(Collected data)
-------------------------
//! Shared mutable context threaded through every registration handler.
//!
//! Handlers never call the transport themselves.  They record what they
//! want done as [`TransportRequest`]s, and the dispatcher applies them after
//! the transition completes.

use log::warn;

// ---------------------------------------------------------------------------
// Requests to the transport (written by handlers; consumed by dispatcher)
// ---------------------------------------------------------------------------

#[derive(Debug, Clone, Copy, PartialEq, Eq)]
pub enum TransportRequest {
    /// Start network bring-up and the security handshake.
    Connect,
    /// Announce the device and its resources.
    Register,
    /// Ask the server to drop the registration.
    Deregister,
}

/// At most one request is raised per transition; a little headroom covers
/// several transitions handled before the dispatcher drains.
const MAX_PENDING_REQUESTS: usize = 4;

// ---------------------------------------------------------------------------
// RegistrationContext
// ---------------------------------------------------------------------------

#[derive(Debug, Default)]
pub struct RegistrationContext {
    requests: heapless::Vec<TransportRequest, MAX_PENDING_REQUESTS>,

    /// Observation notifications may be sent to the server.
    pub notifications_enabled: bool,

    /// Set when `Disconnected` was reached by a completed deregistration,
    /// as opposed to the initial state or a reset after failure.
    pub unregistered_by_request: bool,
}

impl RegistrationContext {
    pub fn new() -> Self {
        Self::default()
    }

    pub fn request(&mut self, req: TransportRequest) {
        if self.requests.push(req).is_err() {
            warn!("registration: request queue full, dropping {:?}", req);
        }
    }

    /// Drain the requests raised since the last call, oldest first.
    pub fn take_requests(&mut self) -> heapless::Vec<TransportRequest, MAX_PENDING_REQUESTS> {
        core::mem::take(&mut self.requests)
    }

    pub fn pending_requests(&self) -> &[TransportRequest] {
        &self.requests
    }
}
-------------------------
# [Task instructions]
Wherever a line in the records contains the word "raised", copy that line.

# [Response box]
/// At most one request is raised per transition; a little headroom covers
    /// Drain the requests raised since the last call, oldest first.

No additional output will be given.